HOW TO COMPLETE THIS TASK
Quote the material below exactly as written, from the first line to the line that holds "pub struct HighlightProcessor", endpoints included.

*** RECORDS FOR THE EXERCISE ***

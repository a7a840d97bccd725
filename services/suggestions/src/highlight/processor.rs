use crate::error::Result;
use crate::highlight::core::{highlight_chunks_with, highlight_matches_with, render_html};
use crate::highlight::types::*;

/// Highlighter bound to one markup configuration.
#[derive(Debug, Clone, Default)]
pub struct HighlightProcessor {
    config: HighlightConfig,
}

impl HighlightProcessor {
    pub fn new(config: HighlightConfig) -> Self {
        Self { config }
    }

    pub fn from_style(style: &HighlightStyle) -> Result<Self> {
        Ok(Self::new(HighlightConfig::from_style(style)?))
    }

    pub fn config(&self) -> &HighlightConfig {
        &self.config
    }

    pub fn chunks(&self, value: &str, query: &str, options: &HighlightOptions) -> Vec<HighlightChunk> {
        highlight_chunks_with(value, query, options, &self.config)
    }

    pub fn highlight(&self, value: &str, query: &str, options: &HighlightOptions) -> String {
        highlight_matches_with(value, query, options, &self.config)
    }

    pub fn render(&self, chunks: &[HighlightChunk]) -> String {
        render_html(chunks, &self.config)
    }

    /// Highlights every value against the same query.
    pub fn highlight_all<S: AsRef<str>>(
        &self,
        values: &[S],
        query: &str,
        options: &HighlightOptions,
    ) -> Vec<String> {
        values
            .iter()
            .map(|value| self.highlight(value.as_ref(), query, options))
            .collect()
    }

    /// Of two renderings prefers `alt` only when it highlights something
    /// and `main` doesn't.
    pub fn choose<'a>(&self, main: &'a str, alt: &'a str) -> &'a str {
        if self.config.has_match(alt) && !self.config.has_match(main) {
            alt
        } else {
            main
        }
    }
}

*** End of RECORDS FOR THE EXERCISE ***

WRITTEN REPLY
repository a7a840d97bccd725
filename services/suggestions/src/highlight/processor.rs
use crate::error::Result;
use crate::highlight::core::{highlight_chunks_with, highlight_matches_with, render_html};
use crate::highlight::types::*;

/// Highlighter bound to one markup configuration.
#[derive(Debug, Clone, Default)]
pub struct HighlightProcessor {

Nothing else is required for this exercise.